Developing human capital has been a priority for the Sultanate since the 1970s. How did Oman's education system grow to more than 50 higher education centers?

The development of human capital has been a key policy of the Omani government since the new renaissance of the Sultanate. In His Majesty's speeches from 1970 onward, he always emphasized human resources as a cornerstone for the development of Oman. General education as well as higher education has been funded generously by the government, and we now have more than 131,000 students enrolled inside and outside Oman. We have over 6,000 students studying at the government's expense overseas in different countries, such as US, UK, Australia, New Zealand, Austria, or Ireland to name a few. It is a good sign that both students and parents in Oman value education and aspire for the best education whether inside or outside the country. That puts lots of pressure on the Ministry to deliver high-quality education and other services the students need. Not only the number of institutions increased, but also the number of students has jumped to more than 130,000 currently enrolled in higher education. With that figure, Oman has been the fastest country in human development from 1970 until now according to international reports.

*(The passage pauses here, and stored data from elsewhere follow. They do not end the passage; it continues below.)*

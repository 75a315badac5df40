//! Weighted prize selection.

use crate::constants::{PAYOUT_TABLE, PAYOUT_WEIGHT_TOTAL};
use rand::Rng;

/// Weighted-random draw over the authoritative payout table.
///
/// Pure: no side effects, no shared state. The draw rolls uniformly in
/// `[0, 100)`, accumulates weights in table order and returns the first
/// value whose cumulative weight exceeds the roll. Floating-point rounding
/// cannot leave a roll unmatched: the lowest-value prize is the fallback,
/// so the draw is total and never panics.
pub struct PrizeSelector;

impl PrizeSelector {
    /// Draw a prize with the thread-local rng.
    #[must_use]
    pub fn draw() -> u32 {
        Self::draw_with(&mut rand::thread_rng())
    }

    /// Draw a prize with a caller-supplied rng (deterministic in tests).
    pub fn draw_with<R: Rng + ?Sized>(rng: &mut R) -> u32 {
        let roll = rng.gen_range(0.0..f64::from(PAYOUT_WEIGHT_TOTAL));
        Self::prize_for_roll(roll)
    }

    /// Map a roll in `[0, 100)` onto the payout table.
    #[must_use]
    pub fn prize_for_roll(roll: f64) -> u32 {
        let mut cumulative = 0u32;
        for &(value, weight) in &PAYOUT_TABLE {
            cumulative += weight;
            if roll < f64::from(cumulative) {
                return value;
            }
        }
        // Unreached unless rounding pushed the roll past the last bucket.
        PAYOUT_TABLE[PAYOUT_TABLE.len() - 1].0
    }
}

How do you align higher education programs with the needs of the labor market?

We are always focused on the needs of the labor market, modifying our programs and introducing new ones accordingly in the local universities as well as providing licenses to feature new programs as a result of sound feasibility studies. Besides, the students sent on government scholarship to study programs abroad are needed by the private and the public sector. We try to read the market through surveys and official letters we send to government and non-government organizations. We ask about their needs for human resources and different specializations and plan our scholarships and licenses accordingly. Out of the 131,000 students studying in higher education, 30% are studying engineering.

What initiatives are you implementing to boost cooperation between Omani universities and foreign academic and research centers?

Most of our private universities and colleges have some sort of academic affiliation or cooperation with foreign universities. With such academic affiliation, local institutions get international expertise to develop new programs. International collaborations with different universities and agencies are made as a criterion of quality. All Omani institutions strive for such collaboration and they heavily invest in academic and student exchange. In terms of research, the Research Council strategy has earmarked renewable energy, health and diseases, and oil and gas as top research priorities for the country.

What is your outlook for the future generations of the Sultanate who will need to find alternative sources to sustain Oman's growth?

There are a lot of plans going on to diversify the economy. From the higher education side, our mission is to prepare Omanis to be independent learners to learn new skills and knowledge. Having graduates that are narrowly specialized in certain areas are not the right graduates for the future; graduates should be capable of expanding their education and learning new subjects in order to adapt to future changes in the economy. These are the kind of capabilities we are trying to emphasize in higher education so our graduates will not have any difficulties in finding jobs and adapting to upcoming challenges. Oman has come a long way in terms of education, but its ambitions are still high. We will continue working to have global Omani citizens who can compete in the international labor market.